◆ WHAT IS REQUIRED: Print, exactly as written, the line containing "pub mod rate_limit;" and every line after it, ending with the final line of the data below.

###

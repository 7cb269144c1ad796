// Diesel migration runner for PostgreSQL
// Uses embedded migrations from the diesel_migrations crate
// Note: diesel_migrations requires sync connections, not async

use crate::db::{diesel_pool::MIGRATIONS, DieselPool};
use diesel::Connection;
use diesel::PgConnection;
use diesel_migrations::MigrationHarness;
use std::error::Error;
use tracing::{debug, info};

/// Run all pending Diesel migrations
/// Returns the number of migrations applied
pub async fn run_migrations(_pool: &DieselPool) -> Result<usize, Box<dyn Error + Send + Sync>> {
    let database_url = crate::app_config::config().database_url.clone();

    // Run migrations in a blocking task since MigrationHarness is sync
    let applied_migrations =
        tokio::task::spawn_blocking(move || -> Result<usize, Box<dyn Error + Send + Sync>> {
            debug!("[DIESEL] Establishing sync connection for migrations...");

            let mut conn = PgConnection::establish(&database_url)
                .map_err(|e| format!("Failed to establish sync connection: {}", e))?;

            let pending_migrations = conn
                .pending_migrations(MIGRATIONS)
                .map_err(|e| format!("Failed to check pending migrations: {}", e))?;

            if pending_migrations.is_empty() {
                debug!("[DIESEL] No pending migrations to run");
                return Ok(0);
            }

            let mut applied_count = 0;
            for migration in pending_migrations {
                info!("[DIESEL] Applying migration: {}", migration.name());
                conn.run_migration(&migration)
                    .map_err(|e| format!("Failed to run migration {}: {}", migration.name(), e))?;
                applied_count += 1;
            }

            Ok(applied_count)
        })
        .await
        .map_err(|e| format!("Migration task panicked: {}", e))??;

    Ok(applied_migrations)
}
// Service modules for the chirp backend core

pub mod rate_limit;
pub mod session;
pub mod token;

pub use rate_limit::{RateLimitConfig, RateLimitService, RateLimitStatus};
pub use session::{
    classify_reuse, NoopNotifier, ReuseClass, SessionError, SessionNotifier, SessionService,
    SessionTokens, GRACE_WINDOW_MS,
};
pub use token::{TokenConfig, TokenError, TokenService, ACCESS_LEEWAY_SECS};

###

◆ ANSWER SECTION:
pub mod rate_limit;
pub mod session;
pub mod token;

pub use rate_limit::{RateLimitConfig, RateLimitService, RateLimitStatus};
pub use session::{
    classify_reuse, NoopNotifier, ReuseClass, SessionError, SessionNotifier, SessionService,
    SessionTokens, GRACE_WINDOW_MS,
};
pub use token::{TokenConfig, TokenError, TokenService, ACCESS_LEEWAY_SECS};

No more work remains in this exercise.